Mientras ella le servía la taza oyó el ruido de pies bajando la escalera, y se le aceleró el corazón. En cualquier momento aparecerían las hijas de la condesa en la puerta, y seguro que una de ellas sería la mujer que había conocido la noche anterior. Cierto que no le había visto gran parte de la cara, pero tenía bastante buena idea de su talla y altura. Y estaba bastante seguro de que tenía los cabellos largos y castaño claro.
Sí que la reconocería si la veía. ¿Cómo no iba a reconocerla?
Pero cuando entraron las dos damitas en la sala, supo al instante que ninguna de las dos era la mujer que ocupaba todos sus pensamientos. Una de ellas era demasiado rubia, y tenía un aire remilgado, muy afectado, toda una señorita melindres. No había alegría en su expresión, ni travesura en su sonrisa. La otra se veía bastante amistosa, pero era demasiado rolliza, y su pelo era muy oscuro.
Procuró ocultar su decepción. Sonrió durante las presentaciones y besó galantemente las manos de las dos, diciendo una o dos tonterías sobre lo encantado que estaba de conocerlas. Se empeñó decididamente en halagar a la regordeta, simplemente porque se veía a las claras que su madre prefería a la otra. Ese tipo de madres no merecían ser madres, pensó.
– ¿Y tiene más hijos? -preguntó a la condesa cuando acabaron las presentaciones.
Ella lo miró extrañada.
– No, claro que no. Si los tuviera los habría hecho venir a conocerle.
– Pensé que tal vez podría tener hijos pequeños en la sala de estudios. Tal vez de su unión con el conde.
Ella negó con la cabeza.
– Mi matrimonio con lord Penwood no fue bendecido con hijos. Es una lástima que el título haya salido de la familia Gunningworth.
Benedict no pudo dejar de notar que la condesa parecía más irritada que entristecida por su falta de prole Penwood.

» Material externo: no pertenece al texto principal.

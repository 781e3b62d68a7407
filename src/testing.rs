// src/testing.rs
//! In-memory stand-ins for the ledger and key store, shared by unit tests.
//!
//! [`FakeLedger`] behaves like both registry contracts: documents are keyed by
//! account address and only that account may write them, resources are kept
//! per owner in insertion order. Every successful write gets a fresh
//! transaction hash.

use crate::blockchain::ledger_client::{FeeEstimate, LedgerReceipt};
use crate::contracts::did_registry::{DidLedger, LedgerWrite};
use crate::contracts::resource_registry::ResourceRegistry;
use crate::did::resolver::LedgerDidResolver;
use crate::error::{KeyStoreError, LedgerError};
use crate::models::did::{build_did, Did, DidDocument, Network};
use crate::services::registrar::DidRegistrar;
use crate::services::resource_service::ResourceLedgerService;
use crate::storage::record_store::InMemoryDidRecordStore;
use crate::wallet::key_management::{InMemoryKeyStore, KeyManager, KeyStore};
use async_trait::async_trait;
use ethers::abi::Token;
use ethers::types::{Address, H256, U256};
use ethers::utils::secret_key_to_address;
use k256::ecdsa::{SigningKey, VerifyingKey};
use std::collections::HashMap;
use std::sync::atomic::{AtomicBool, AtomicU64, AtomicUsize, Ordering};
use std::sync::{Arc, Mutex};

#[derive(Default)]
pub struct FakeLedger {
    balances: Mutex<HashMap<Address, U256>>,
    documents: Mutex<HashMap<Address, String>>,
    resources: Mutex<HashMap<Address, Vec<(String, String)>>>,
    network: Network,
    reject_updates: AtomicBool,
    failing_resource_updates: AtomicUsize,
    writes: AtomicUsize,
    nonce: AtomicU64,
}

impl FakeLedger {
    /// Ledger serving identifiers of `network` (the default serves testnet).
    pub fn on(network: Network) -> Self {
        FakeLedger {
            network,
            ..Default::default()
        }
    }

    pub fn fund(&self, address: Address, amount: U256) {
        self.balances.lock().unwrap().insert(address, amount);
    }

    /// Makes `update` answer without a confirmation.
    pub fn reject_updates(&self, reject: bool) {
        self.reject_updates.store(reject, Ordering::SeqCst);
    }

    /// Makes the next `count` resource rewrites revert.
    pub fn fail_resource_updates(&self, count: usize) {
        self.failing_resource_updates.store(count, Ordering::SeqCst);
    }

    /// Number of confirmed writes so far.
    pub fn writes(&self) -> usize {
        self.writes.load(Ordering::SeqCst)
    }

    fn confirm(&self) -> H256 {
        self.writes.fetch_add(1, Ordering::SeqCst);
        H256::from_low_u64_be(self.nonce.fetch_add(1, Ordering::SeqCst) + 1)
    }

    fn receipt(&self, from: Address) -> LedgerReceipt {
        LedgerReceipt {
            txn_hash: self.confirm(),
            block_number: None,
            from,
            to: None,
            gas_used: None,
        }
    }

    fn authorize(owner: Address, signing_key: &SigningKey) -> Result<(), LedgerError> {
        if secret_key_to_address(signing_key) == owner {
            Ok(())
        } else {
            Err(LedgerError::Reverted(H256::zero()))
        }
    }

    fn ensure_network(&self, did: &Did) -> Result<(), LedgerError> {
        if did.network == self.network {
            Ok(())
        } else {
            Err(LedgerError::NetworkMismatch {
                expected: self.network,
                found: did.network,
            })
        }
    }

    fn fee(method: &str) -> FeeEstimate {
        FeeEstimate {
            transaction_fee: "0.000042".into(),
            gas_limit: U256::from(21_000u64),
            gas_price: U256::from(2_000_000_000u64),
            network: "polygon-amoy".into(),
            chain_id: 80002,
            method: method.to_string(),
        }
    }
}

#[async_trait]
impl DidLedger for FakeLedger {
    fn network(&self) -> Network {
        self.network
    }

    async fn balance(&self, address: Address) -> Result<U256, LedgerError> {
        Ok(self
            .balances
            .lock()
            .unwrap()
            .get(&address)
            .copied()
            .unwrap_or_default())
    }

    async fn create(
        &self,
        did: &Did,
        document: &DidDocument,
        signing_key: &SigningKey,
    ) -> Result<LedgerWrite, LedgerError> {
        self.ensure_network(did)?;
        Self::authorize(did.address, signing_key)?;
        let mut documents = self.documents.lock().unwrap();
        if documents.contains_key(&did.address) {
            return Err(LedgerError::Reverted(H256::zero()));
        }
        documents.insert(did.address, serde_json::to_string(document).unwrap());

        Ok(LedgerWrite {
            txn_hash: self.confirm(),
            did_doc: document.clone(),
        })
    }

    async fn update(
        &self,
        did: &Did,
        document: &DidDocument,
        signing_key: &SigningKey,
    ) -> Result<Option<LedgerWrite>, LedgerError> {
        self.ensure_network(did)?;
        Self::authorize(did.address, signing_key)?;
        if self.reject_updates.load(Ordering::SeqCst) {
            return Ok(None);
        }
        let mut documents = self.documents.lock().unwrap();
        if !documents.contains_key(&did.address) {
            return Err(LedgerError::Reverted(H256::zero()));
        }
        documents.insert(did.address, serde_json::to_string(document).unwrap());

        Ok(Some(LedgerWrite {
            txn_hash: self.confirm(),
            did_doc: document.clone(),
        }))
    }

    async fn get_document(&self, did: &Did) -> Result<Option<DidDocument>, LedgerError> {
        Ok(self
            .documents
            .lock()
            .unwrap()
            .get(&did.address)
            .map(|json| serde_json::from_str(json).unwrap()))
    }

    async fn estimate_fee(
        &self,
        method: &str,
        _args: &[Token],
        _from: Option<Address>,
    ) -> Result<FeeEstimate, LedgerError> {
        Ok(Self::fee(method))
    }
}

#[async_trait]
impl ResourceRegistry for FakeLedger {
    fn network(&self) -> Network {
        self.network
    }

    async fn add_resource(
        &self,
        owner: Address,
        resource_id: &str,
        payload: &str,
        signing_key: &SigningKey,
    ) -> Result<Option<LedgerReceipt>, LedgerError> {
        Self::authorize(owner, signing_key)?;
        self.resources
            .lock()
            .unwrap()
            .entry(owner)
            .or_default()
            .push((resource_id.to_string(), payload.to_string()));
        Ok(Some(self.receipt(owner)))
    }

    async fn update_resource(
        &self,
        owner: Address,
        resource_id: &str,
        payload: &str,
        signing_key: &SigningKey,
    ) -> Result<Option<LedgerReceipt>, LedgerError> {
        Self::authorize(owner, signing_key)?;
        let failing = self.failing_resource_updates.load(Ordering::SeqCst);
        if failing > 0 {
            self.failing_resource_updates.store(failing - 1, Ordering::SeqCst);
            return Err(LedgerError::Reverted(H256::zero()));
        }
        let mut resources = self.resources.lock().unwrap();
        let entry = resources
            .get_mut(&owner)
            .and_then(|list| list.iter_mut().find(|(id, _)| id == resource_id))
            .ok_or(LedgerError::Reverted(H256::zero()))?;
        entry.1 = payload.to_string();
        drop(resources);
        Ok(Some(self.receipt(owner)))
    }

    async fn get_resource(
        &self,
        owner: Address,
        resource_id: &str,
    ) -> Result<Option<String>, LedgerError> {
        Ok(self.resources.lock().unwrap().get(&owner).and_then(|list| {
            list.iter()
                .find(|(id, _)| id == resource_id)
                .map(|(_, payload)| payload.clone())
        }))
    }

    async fn get_all_resources(&self, owner: Address) -> Result<Vec<String>, LedgerError> {
        Ok(self
            .resources
            .lock()
            .unwrap()
            .get(&owner)
            .map(|list| list.iter().map(|(_, payload)| payload.clone()).collect())
            .unwrap_or_default())
    }

    async fn estimate_fee(
        &self,
        method: &str,
        _args: &[Token],
        _from: Option<Address>,
    ) -> Result<FeeEstimate, LedgerError> {
        Ok(Self::fee(method))
    }
}

/// Key store that counts every call made against it.
#[derive(Default)]
pub struct CountingKeyStore {
    inner: InMemoryKeyStore,
    calls: AtomicUsize,
}

impl CountingKeyStore {
    pub fn calls(&self) -> usize {
        self.calls.load(Ordering::SeqCst)
    }

    pub fn stored(&self) -> usize {
        self.inner.len()
    }

    fn touch(&self) {
        self.calls.fetch_add(1, Ordering::SeqCst);
    }
}

#[async_trait]
impl KeyStore for CountingKeyStore {
    async fn public_key(&self, key_id: &str) -> Result<Option<VerifyingKey>, KeyStoreError> {
        self.touch();
        self.inner.public_key(key_id).await
    }

    async fn import_key(
        &self,
        key_id: &str,
        private_key: SigningKey,
    ) -> Result<VerifyingKey, KeyStoreError> {
        self.touch();
        self.inner.import_key(key_id, private_key).await
    }

    async fn signing_key(&self, key_id: &str) -> Result<Option<SigningKey>, KeyStoreError> {
        self.touch();
        self.inner.signing_key(key_id).await
    }
}

/// Registrar wired to in-memory collaborators.
pub struct Fixture {
    pub registrar: DidRegistrar,
    pub resources: ResourceLedgerService,
    pub ledger: Arc<FakeLedger>,
    pub keys: Arc<CountingKeyStore>,
    pub records: Arc<InMemoryDidRecordStore>,
}

pub fn registrar_fixture() -> Fixture {
    let ledger = Arc::new(FakeLedger::default());
    let keys = Arc::new(CountingKeyStore::default());
    let records = Arc::new(InMemoryDidRecordStore::new());
    let manager = KeyManager::new(keys.clone());

    Fixture {
        registrar: DidRegistrar::new(
            manager.clone(),
            ledger.clone(),
            Arc::new(LedgerDidResolver::new(ledger.clone())),
            records.clone(),
        ),
        resources: ResourceLedgerService::new(ledger.clone(), manager),
        ledger,
        keys,
        records,
    }
}

/// Fresh key whose account holds one ether on the fake ledger.
pub fn funded_key(fixture: &Fixture) -> SigningKey {
    let key = SigningKey::random(&mut rand::thread_rng());
    fixture
        .ledger
        .fund(secret_key_to_address(&key), U256::exp10(18));
    key
}

/// Resource service plus a DID whose controlling key is already imported.
pub struct ResourceFixture {
    pub service: ResourceLedgerService,
    pub ledger: Arc<FakeLedger>,
    pub did: String,
    pub key_id: String,
}

pub async fn resource_fixture() -> ResourceFixture {
    let ledger = Arc::new(FakeLedger::default());
    let keys = KeyManager::new(Arc::new(InMemoryKeyStore::new()));
    let key = SigningKey::random(&mut rand::thread_rng());
    let imported = keys.import_or_lookup(&key).await.unwrap();

    ResourceFixture {
        service: ResourceLedgerService::new(ledger.clone(), keys),
        ledger,
        did: build_did("polygon", Network::Testnet, &imported.public_key),
        key_id: imported.key_id,
    }
}
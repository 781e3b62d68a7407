// src/storage/mod.rs
//! Local storage layer.

pub mod record_store;
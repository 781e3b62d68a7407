// src/utils/mod.rs
//! Helper functions shared across modules.

pub mod crypto;
pub mod serialization;
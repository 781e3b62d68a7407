// src/did/resolver.rs
//! DID resolution against the registry contract.
//!
//! Resolution outcomes follow DID Core conventions: a missing or malformed
//! identifier is reported through the `error` field, not as an `Err`. Only
//! transport failures are returned as errors.
//!
//! The network segment is part of the identity: a document is only returned
//! for an identifier on the ledger's own network whose `id` names that same
//! identifier.

use crate::contracts::did_registry::DidLedger;
use crate::error::LedgerError;
use crate::models::did::{Did, DidDocument};
use async_trait::async_trait;
use std::sync::Arc;

pub const ERROR_INVALID_DID: &str = "invalidDid";
pub const ERROR_NOT_FOUND: &str = "notFound";

/// Currently published state of a DID.
#[derive(Debug, Clone, PartialEq, Default)]
pub struct DidResolution {
    pub did_document: Option<DidDocument>,
    /// `true` once the anchored document is the deactivation stub
    pub deactivated: bool,
    /// Resolution error code (`invalidDid`, `notFound`)
    pub error: Option<String>,
}

impl DidResolution {
    fn error(code: &str) -> Self {
        DidResolution {
            error: Some(code.to_string()),
            ..Default::default()
        }
    }

    /// A document exists and has not been deactivated.
    pub fn is_active(&self) -> bool {
        self.did_document.is_some() && !self.deactivated
    }
}

/// Resolves an identifier to its published document.
#[async_trait]
pub trait DidResolver: Send + Sync {
    async fn resolve(&self, did: &str) -> Result<DidResolution, LedgerError>;
}

/// Resolver that reads documents straight from the registry contract.
pub struct LedgerDidResolver {
    ledger: Arc<dyn DidLedger>,
}

impl LedgerDidResolver {
    pub fn new(ledger: Arc<dyn DidLedger>) -> Self {
        LedgerDidResolver { ledger }
    }
}

#[async_trait]
impl DidResolver for LedgerDidResolver {
    async fn resolve(&self, did: &str) -> Result<DidResolution, LedgerError> {
        let parsed: Did = match did.parse() {
            Ok(parsed) => parsed,
            Err(_) => return Ok(DidResolution::error(ERROR_INVALID_DID)),
        };

        if parsed.network != self.ledger.network() {
            return Ok(DidResolution::error(ERROR_NOT_FOUND));
        }

        match self.ledger.get_document(&parsed).await? {
            // The anchored document must describe this exact identifier, not a
            // sibling on another network that shares the address.
            Some(document) if document.id.parse::<Did>().ok().as_ref() == Some(&parsed) => {
                Ok(DidResolution {
                    deactivated: document.is_deactivated(),
                    did_document: Some(document),
                    error: None,
                })
            }
            _ => Ok(DidResolution::error(ERROR_NOT_FOUND)),
        }
    }
}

– ¿Tenía hermanos o hermanas su marido? -preguntó, pensando si tal vez su dama misteriosa era una prima Gunningworth.
La condesa le dirigió una mirada suspicaz, la que él tuvo que reconocer que se merecía, tomando en cuenta que sus preguntas no eran las normales para una visita de tarde.
– Es evidente que mi marido no tenía ningún hermano -replicó la condesa-, puesto que el título salió de la familia.
Benedict comprendió que debía mantener cerrada la boca, pero había algo en esa mujer que lo irritaba tanto que no pudo resistirse a decir:
– Podría haber tenido un hermano que murió antes que él.
– Bueno, pues no.
Rosamund y Posy seguían con sumo interés la conversación, girando las cabezas de un lado a otro como si estuvieran viendo un partido de tenis.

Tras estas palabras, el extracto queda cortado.